Zero Downtime Postgres Database Migration from GCP to AWS RDS

In 2023, I was working at a company where we were running our Elixir backend on Gigalixir.

Gigalixir is a PaaS similar to Heroku that at the time we were using provided its managed database service for Postgres via GCP (Google Cloud Platform). I found it troublesome since it was a bit of a black-box with limited scaling and observability. I motivated this migration since we needed to be able to scale the DB more granularly, monitor disk, CPU, memory and disk usage and better backups and restores.

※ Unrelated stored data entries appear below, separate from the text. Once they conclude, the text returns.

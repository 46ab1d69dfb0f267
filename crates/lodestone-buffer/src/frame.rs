//! Buffer frame management.

use parking_lot::RwLock;
use std::sync::atomic::{AtomicBool, AtomicI64, AtomicU32, Ordering};
use lodestone_common::page::{PageId, PAGE_SIZE};

/// Unique identifier for a frame in the buffer pool.
#[derive(Debug, Clone, Copy, PartialEq, Eq, Hash)]
pub struct FrameId(pub u32);

impl FrameId {
    /// Invalid frame ID.
    pub const INVALID: FrameId = FrameId(u32::MAX);

    /// Returns true if this is a valid frame ID.
    pub fn is_valid(&self) -> bool {
        *self != Self::INVALID
    }
}

impl std::fmt::Display for FrameId {
    fn fmt(&self, f: &mut std::fmt::Formatter<'_>) -> std::fmt::Result {
        write!(f, "frame:{}", self.0)
    }
}

/// A frame in the buffer pool holding a single page.
///
/// The pool's mutex serializes every structural decision about a frame
/// (which page it holds, whether it may be evicted). The frame itself keeps
/// interior mutability so that a *pinned* page's bytes can be read and
/// written without the pool lock; the pin is the lifetime contract.
pub struct BufferFrame {
    /// Frame identifier.
    frame_id: FrameId,
    /// The page currently stored in this frame (PageId::INVALID = none).
    page_id: AtomicI64,
    /// Page data buffer.
    data: RwLock<Box<[u8; PAGE_SIZE]>>,
    /// Number of users currently accessing this page.
    pin_count: AtomicU32,
    /// Whether the page has been modified since it was loaded.
    is_dirty: AtomicBool,
}

impl BufferFrame {
    /// Creates a new empty buffer frame.
    pub fn new(frame_id: FrameId) -> Self {
        Self {
            frame_id,
            page_id: AtomicI64::new(PageId::INVALID.0),
            data: RwLock::new(Box::new([0u8; PAGE_SIZE])),
            pin_count: AtomicU32::new(0),
            is_dirty: AtomicBool::new(false),
        }
    }

    /// Returns the frame ID.
    #[inline]
    pub fn frame_id(&self) -> FrameId {
        self.frame_id
    }

    /// Returns the page ID currently stored in this frame.
    #[inline]
    pub fn page_id(&self) -> PageId {
        PageId(self.page_id.load(Ordering::Acquire))
    }

    /// Sets the page ID for this frame.
    #[inline]
    pub fn set_page_id(&self, page_id: PageId) {
        self.page_id.store(page_id.0, Ordering::Release);
    }

    /// Returns the current pin count.
    #[inline]
    pub fn pin_count(&self) -> u32 {
        self.pin_count.load(Ordering::Acquire)
    }

    /// Increments the pin count and returns the previous pin count.
    #[inline]
    pub fn pin(&self) -> u32 {
        self.pin_count.fetch_add(1, Ordering::AcqRel)
    }

    /// Decrements the pin count.
    ///
    /// Returns the new pin count. Never underflows below zero.
    #[inline]
    pub fn unpin(&self) -> u32 {
        let prev = self.pin_count.fetch_sub(1, Ordering::AcqRel);
        if prev == 0 {
            // Underflow protection: restore to 0
            self.pin_count.store(0, Ordering::Release);
            return 0;
        }
        prev - 1
    }

    /// Returns true if this frame is pinned.
    #[inline]
    pub fn is_pinned(&self) -> bool {
        self.pin_count.load(Ordering::Acquire) > 0
    }

    /// Returns true if this frame is dirty.
    #[inline]
    pub fn is_dirty(&self) -> bool {
        self.is_dirty.load(Ordering::Acquire)
    }

    /// Marks this frame as dirty.
    #[inline]
    pub fn set_dirty(&self, dirty: bool) {
        self.is_dirty.store(dirty, Ordering::Release);
    }

    /// Returns true if this frame is empty (no page loaded).
    #[inline]
    pub fn is_empty(&self) -> bool {
        !self.page_id().is_valid()
    }

    /// Reads the page data.
    #[inline]
    pub fn read_data(&self) -> parking_lot::RwLockReadGuard<'_, Box<[u8; PAGE_SIZE]>> {
        self.data.read()
    }

    /// Writes to the page data.
    #[inline]
    pub fn write_data(&self) -> parking_lot::RwLockWriteGuard<'_, Box<[u8; PAGE_SIZE]>> {
        self.data.write()
    }

    /// Copies data into the frame.
    #[inline]
    pub fn copy_from(&self, src: &[u8]) {
        let mut data = self.data.write();
        let len = src.len().min(PAGE_SIZE);
        data[..len].copy_from_slice(&src[..len]);
    }

    /// Copies data out of the frame.
    #[inline]
    pub fn copy_to(&self, dst: &mut [u8]) {
        let data = self.data.read();
        let len = dst.len().min(PAGE_SIZE);
        dst[..len].copy_from_slice(&data[..len]);
    }

    /// Resets the frame to empty state.
    #[inline]
    pub fn reset(&self) {
        self.page_id.store(PageId::INVALID.0, Ordering::Release);
        self.pin_count.store(0, Ordering::Release);
        self.is_dirty.store(false, Ordering::Release);
        let mut data = self.data.write();
        data.fill(0);
    }
}

impl std::fmt::Debug for BufferFrame {
    fn fmt(&self, f: &mut std::fmt::Formatter<'_>) -> std::fmt::Result {
        f.debug_struct("BufferFrame")
            .field("frame_id", &self.frame_id)
            .field("page_id", &self.page_id())
            .field("pin_count", &self.pin_count())
            .field("is_dirty", &self.is_dirty())
            .finish()
    }
}

#[cfg(test)]
mod tests {
    use super::*;

    #[test]
    fn test_frame_id_validity() {
        assert!(FrameId(0).is_valid());
        assert!(!FrameId::INVALID.is_valid());
    }

    #[test]
    fn test_frame_id_display() {
        assert_eq!(FrameId(42).to_string(), "frame:42");
    }

    #[test]
    fn test_buffer_frame_new() {
        let frame = BufferFrame::new(FrameId(0));

        assert_eq!(frame.frame_id(), FrameId(0));
        assert!(!frame.page_id().is_valid());
        assert_eq!(frame.pin_count(), 0);
        assert!(!frame.is_dirty());
        assert!(frame.is_empty());
    }

    #[test]
    fn test_buffer_frame_pin_unpin() {
        let frame = BufferFrame::new(FrameId(0));

        assert!(!frame.is_pinned());

        frame.pin();
        assert!(frame.is_pinned());
        assert_eq!(frame.pin_count(), 1);

        frame.pin();
        assert_eq!(frame.pin_count(), 2);

        assert_eq!(frame.unpin(), 1);
        assert!(frame.is_pinned());

        assert_eq!(frame.unpin(), 0);
        assert!(!frame.is_pinned());
    }

    #[test]
    fn test_buffer_frame_unpin_underflow() {
        let frame = BufferFrame::new(FrameId(0));

        // Unpin when already at 0 should stay at 0
        assert_eq!(frame.unpin(), 0);
        assert_eq!(frame.pin_count(), 0);
    }

    #[test]
    fn test_buffer_frame_dirty() {
        let frame = BufferFrame::new(FrameId(0));

        assert!(!frame.is_dirty());

        frame.set_dirty(true);
        assert!(frame.is_dirty());

        frame.set_dirty(false);
        assert!(!frame.is_dirty());
    }

    #[test]
    fn test_buffer_frame_page_id() {
        let frame = BufferFrame::new(FrameId(0));

        frame.set_page_id(PageId(100));
        assert_eq!(frame.page_id(), PageId(100));
        assert!(!frame.is_empty());

        frame.set_page_id(PageId::INVALID);
        assert!(frame.is_empty());
    }

    #[test]
    fn test_buffer_frame_data_access() {
        let frame = BufferFrame::new(FrameId(0));

        {
            let mut data = frame.write_data();
            data[0] = 0xAB;
            data[1] = 0xCD;
        }

        {
            let data = frame.read_data();
            assert_eq!(data[0], 0xAB);
            assert_eq!(data[1], 0xCD);
        }
    }

    #[test]
    fn test_buffer_frame_copy_from_to() {
        let frame = BufferFrame::new(FrameId(0));
        let src = [1u8, 2, 3, 4, 5];

        frame.copy_from(&src);

        let mut dst = [0u8; 5];
        frame.copy_to(&mut dst);

        assert_eq!(dst, src);
    }

    #[test]
    fn test_buffer_frame_reset() {
        let frame = BufferFrame::new(FrameId(0));

        frame.set_page_id(PageId(1));
        frame.pin();
        frame.set_dirty(true);
        {
            let mut data = frame.write_data();
            data[0] = 0xFF;
        }

        frame.reset();

        assert!(frame.is_empty());
        assert_eq!(frame.pin_count(), 0);
        assert!(!frame.is_dirty());

        let data = frame.read_data();
        assert_eq!(data[0], 0);
    }

    #[test]
    fn test_buffer_frame_debug() {
        let frame = BufferFrame::new(FrameId(5));
        frame.set_page_id(PageId(10));
        frame.pin();

        let debug_str = format!("{:?}", frame);
        assert!(debug_str.contains("BufferFrame"));
        assert!(debug_str.contains("frame_id"));
        assert!(debug_str.contains("pin_count"));
    }
}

A zero downtime migration strategy was ideal since more 9s = happier users + happier engineers. I decided to use Postgres logical replication which allows you to make the source database a publisher and the migration target a subscriber to synchronise data between them. In our case, the GCP DB would be the publisher whereas the AWS one would be the subscriber.

Strategy

This was the general strategy I came up with:

Replicate the schema from GCP onto a new RDS DB instance
Enable logical replication on RDS and sync existing data then continue ongoing replication
Cutover the application to the GCP database

I found that AWS RDS prevents creation of a subscriber. They have an rds_replication role present on the database but it seemed artificially limited and couldn’t actually create subscriptions, forcing one to go through their paid service AWS Database Migration Service (DMS) which uses logical replication under the hood. So this service is what I used.

⚠

Logical replication happens table-wise, capturing DML changes on each of the source database tables and replicating them on the target. As such it requires that all tables have a primary key in order for UPDATEs and DELETEs to be replicated.

💡

It is also limited in that you can't capture DDL changes with this strategy so it's best to pause DDL modifications until the migration is completed.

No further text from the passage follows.